Some reviewers, however, think these skeletons are a distraction. While it can be fun to marvel at the weekly white-tie banquets, Downton sanitizes the history of Great Britain. It takes it bloody inequalities of the post-Edwardian period and markets them as something to be cherished rather than atoned for.

A quick dive into the Downton Abbey Wikipedia page tells the same story. Cora Crawley, the domain’s mother, is announced as Soft voice and family oriented. While Thomas Barrow – one of the only duty officers to rally against the privilege granted to the Crawleys – is charming reference as accomplice and smarmy. In the viewer’s mind, the beneficiaries of the land estate are the doting mothers, and those who criticize its inequality are the villains.

For most, this won’t be much of a surprise. A show hosted by a Tory peer with the name that makes Pfeffel Johnson’s Boris Alexander blush is set to glamorize British history. The fact that it places the aristocracy on a pedestal is not so shocking when its author, Julian Alexander Kitchener-Fellowes, Baron Fellowes of West Stafford, is seated on this same pedestal.

This story, however, paints only half of Downton’s conservative narrative.

You don’t need to change the structural problems with the system, suggests Downton

Enter Margaret Thatcher. After achieving electoral success in 1979 and winning a 144-seat majority in 1983, his political career was built on fighting the growing power of the welfare state. Alongside a unhealthy dose of Victorian values, Thatcher viewed the “nanny state” as a political virus rather than an antidote. Where Labor promised to reallocate state power to those who needed it, Thatcher denied the assumptions on which their policy was based and turned to charity. In the words of Gordon Brown, livelier and more beautiful, “[Thatcher] drawn [charity] from the riddance of social history, dusted [it] off and, much to the embarrassment…of British voluntary organisations…presented [it] as a vital component of a resolutely modern Thatcherism”. This Thatcherite ethic, however, can be expressed in fewer words: there is no need for a welfare state – good people, who want to do good things, will fill the void.

This extremely conservative message – which even Liz Truss would laugh at from the Cabinet Room – is at the center of Downton. Let’s take a look at Thomas Barrow, the ugly footman. Downton Abbey Twitter loved to hate Barrow and what he stood for – someone with a burning desire to rise above his designated rank.

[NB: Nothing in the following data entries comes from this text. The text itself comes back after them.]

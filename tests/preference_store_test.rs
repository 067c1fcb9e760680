use chainview_ops_rs::persistence::preferences::{
    ActiveSession, AlertThreshold, AppSettings, PreferenceStore, SecurityEvent, SecurityEventKind,
    SecuritySettings, UserProfile,
};
use chrono::Utc;
use std::fs;

fn create_test_store() -> (PreferenceStore, String) {
    let path = format!("/tmp/test_prefs_{}.redb", uuid::Uuid::new_v4());
    let store = PreferenceStore::open(&path).expect("Failed to create PreferenceStore");
    (store, path)
}

fn defer_delete(path: &str) {
    // Best effort cleanup; /tmp handles the rest.
    let _ = fs::remove_file(path);
}

#[test]
fn test_defaults_when_nothing_saved() {
    let (store, path) = create_test_store();

    let profile = store.load_profile().expect("load");
    assert_eq!(profile, UserProfile::default());
    assert_eq!(profile.name, "Supply Chain Manager");

    let security = store.load_security_settings().expect("load");
    assert_eq!(security, SecuritySettings::default());
    assert!(security.two_factor_enabled);
    assert_eq!(security.session_timeout, 30);

    let app = store.load_app_settings().expect("load");
    assert_eq!(app, AppSettings::default());
    assert_eq!(app.refresh_interval, 5);
    assert_eq!(app.alert_threshold, AlertThreshold::Medium);

    assert!(store.load_security_events().expect("load").is_empty());
    assert!(store.load_sessions().expect("load").is_empty());

    defer_delete(&path);
}

#[test]
fn test_profile_round_trip() {
    let (store, path) = create_test_store();

    let mut profile = UserProfile::default();
    profile.name = "Logistics Coordinator".to_string();
    profile.email = "coordinator@company.com".to_string();
    profile.skills.push("Customs Compliance".to_string());

    store.save_profile(&profile).expect("save");
    let loaded = store.load_profile().expect("load");
    assert_eq!(loaded, profile);

    defer_delete(&path);
}

#[test]
fn test_app_settings_round_trip_overrides_defaults() {
    let (store, path) = create_test_store();

    let mut settings = AppSettings::default();
    settings.auto_refresh = false;
    settings.alert_threshold = AlertThreshold::High;
    settings.compact_mode = true;

    store.save_app_settings(&settings).expect("save");
    let loaded = store.load_app_settings().expect("load");
    assert!(!loaded.auto_refresh);
    assert_eq!(loaded.alert_threshold, AlertThreshold::High);
    assert!(loaded.compact_mode);

    defer_delete(&path);
}

#[test]
fn test_security_events_are_newest_first() {
    let (store, path) = create_test_store();

    store
        .record_security_event(SecurityEvent {
            id: 1,
            kind: SecurityEventKind::Login,
            description: "Successful login from New York, NY".to_string(),
            timestamp: Utc::now(),
            ip: "192.168.1.100".to_string(),
            location: Some("New York, NY".to_string()),
            device: Some("Chrome on Windows".to_string()),
        })
        .expect("record");
    store
        .record_security_event(SecurityEvent {
            id: 2,
            kind: SecurityEventKind::PasswordChange,
            description: "Password changed successfully".to_string(),
            timestamp: Utc::now(),
            ip: "192.168.1.100".to_string(),
            location: None,
            device: None,
        })
        .expect("record");

    let events = store.load_security_events().expect("load");
    assert_eq!(events.len(), 2);
    assert_eq!(events[0].id, 2, "latest event first");
    assert_eq!(events[1].kind, SecurityEventKind::Login);

    defer_delete(&path);
}

#[test]
fn test_revoke_session_spares_current() {
    let (store, path) = create_test_store();

    let sessions = vec![
        ActiveSession {
            id: "current".to_string(),
            device: "Chrome on Windows".to_string(),
            location: "New York, NY".to_string(),
            last_active: Utc::now(),
            current: true,
        },
        ActiveSession {
            id: "mobile".to_string(),
            device: "iPhone • iOS App".to_string(),
            location: "New York, NY".to_string(),
            last_active: Utc::now(),
            current: false,
        },
    ];
    store.save_sessions(&sessions).expect("save");

    assert!(store.revoke_session("mobile").expect("revoke"));
    let remaining = store.load_sessions().expect("load");
    assert_eq!(remaining.len(), 1);
    assert_eq!(remaining[0].id, "current");

    // Current session is not revocable.
    assert!(!store.revoke_session("current").expect("revoke"));
    assert_eq!(store.load_sessions().expect("load").len(), 1);

    defer_delete(&path);
}
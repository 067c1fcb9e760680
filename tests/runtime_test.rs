use chainview_ops_rs::config::{FeedConfig, PresenceConfig};
use chainview_ops_rs::context::{
    OpsContext, SeededRandomSource, SequentialIdProvider, SystemTimeProvider,
};
use chainview_ops_rs::feed::SimulatedDataSource;
use chainview_ops_rs::model::{NotificationKind, OpsEvent};
use chainview_ops_rs::presence::SimulatedPresenceSource;
use chainview_ops_rs::runtime::OpsRuntime;
use chainview_ops_rs::seed;
use chainview_ops_rs::state::OpsState;
use std::sync::Arc;
use std::time::Duration;

fn fast_runtime(seed_value: u64) -> OpsRuntime {
    let ctx = Arc::new(OpsContext {
        time: Arc::new(SystemTimeProvider),
        id: Arc::new(SequentialIdProvider::new()),
        rng: Arc::new(SeededRandomSource::new(seed_value)),
    });

    let feed_config = FeedConfig {
        tick_ms: Some(10),
        alert_probability: Some(1.0),
        ..Default::default()
    };
    let presence_config = PresenceConfig {
        tick_ms: Some(10),
        ..Default::default()
    };

    let state = OpsState::new(ctx.clone(), feed_config.max_alerts(), seed::demo(&ctx));
    let data_source = Arc::new(SimulatedDataSource::new(ctx.rng.clone(), &feed_config));
    let presence_source = Arc::new(SimulatedPresenceSource::new(
        ctx.rng.clone(),
        &presence_config,
    ));

    OpsRuntime::new(
        state,
        data_source,
        presence_source,
        feed_config,
        presence_config,
    )
}

#[tokio::test]
async fn test_both_timers_produce_events_and_hold_invariants() {
    let mut runtime = fast_runtime(42);
    let mut events = runtime.subscribe();
    runtime.start();

    let mut saw_inventory = false;
    let mut saw_alert = false;
    let mut saw_presence = false;

    let deadline = tokio::time::Instant::now() + Duration::from_secs(5);
    while !(saw_inventory && saw_alert && saw_presence) {
        let event = tokio::time::timeout_at(deadline, events.recv())
            .await
            .expect("timed out waiting for simulator events")
            .expect("event channel closed");

        match event {
            OpsEvent::InventoryUpdated(item) => {
                assert!(item.current_stock >= 0);
                saw_inventory = true;
            }
            OpsEvent::AlertRaised(alert) => {
                assert!(!alert.resolved);
                saw_alert = true;
            }
            OpsEvent::PresenceChanged(user) => {
                if let Some(cursor) = user.cursor {
                    assert!((0.0..=100.0).contains(&cursor.x));
                    assert!((0.0..=100.0).contains(&cursor.y));
                    assert!(user.active);
                }
                saw_presence = true;
            }
            _ => {}
        }
    }

    // The state handle sees the same invariants the events reported.
    {
        let state = runtime.state();
        let guard = state.read();
        assert!(guard.alerts_view().len() <= 10);
        for item in guard.inventory() {
            assert!(item.current_stock >= 0);
        }
    }

    runtime.shutdown();
}

#[tokio::test]
async fn test_user_actions_are_broadcast() {
    let runtime = fast_runtime(7);
    let mut events = runtime.subscribe();
    // Not started: only user actions produce events, which keeps this
    // deterministic.

    let scenario = runtime
        .create_scenario("Storm A", "test")
        .expect("valid scenario");
    let toast = runtime.push_notification(NotificationKind::Success, "Scenario Created", "done");
    runtime.resolve_alert("AL001");
    runtime.dismiss_notification(&toast.id);

    let mut received = Vec::new();
    for _ in 0..4 {
        received.push(events.recv().await.expect("event"));
    }

    assert!(
        matches!(&received[0], OpsEvent::ScenarioCreated(s) if s.id == scenario.id)
    );
    assert!(
        matches!(&received[1], OpsEvent::NotificationPushed(n) if n.id == toast.id)
    );
    assert!(matches!(&received[2], OpsEvent::AlertResolved(id) if id == "AL001"));
    assert!(
        matches!(&received[3], OpsEvent::NotificationDismissed(id) if *id == toast.id)
    );

    let state = runtime.state();
    let guard = state.read();
    assert_eq!(guard.scenarios()[0].id, scenario.id);
    assert!(guard.notifications().is_empty());
    assert_eq!(guard.unresolved_count(), 1);
}

#[tokio::test]
async fn test_shutdown_stops_the_feed() {
    let mut runtime = fast_runtime(99);
    let mut events = runtime.subscribe();
    runtime.start();

    // Wait for proof of life, then stop.
    let _ = tokio::time::timeout(Duration::from_secs(5), events.recv())
        .await
        .expect("no events before shutdown")
        .expect("channel closed");
    runtime.shutdown();

    // Drain whatever was already in flight; after a quiet period nothing new
    // may arrive.
    tokio::time::sleep(Duration::from_millis(50)).await;
    while events.try_recv().is_ok() {}
    tokio::time::sleep(Duration::from_millis(100)).await;
    assert!(events.try_recv().is_err(), "feed kept running after shutdown");
}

Luckily for conservative OAPs who love the spectacle, Barrow finally gets rid of this meritocratic illusion. After regularly criticizing the system for the better part of five seasons, he begins to realize his place in the domain’s servant class and is eventually rewarded with a promotion to butler in the series finale. The all-merciful Crawleys, despite his communist groans and moans, extend their generous hand and reward him. You don’t need to change the structural problems with the system, suggests Downton; if you accept the way things are, you will be rewarded with good people who want to do good things.

So don’t let people convince you that Downton Abbey is harmless and outrageous entertainment. It is the host of a virus. While their top hats and tails may not be Thatcherite blue, every minute their characters appear on British television they’re casting a dangerous shade of Thatcherism across the country.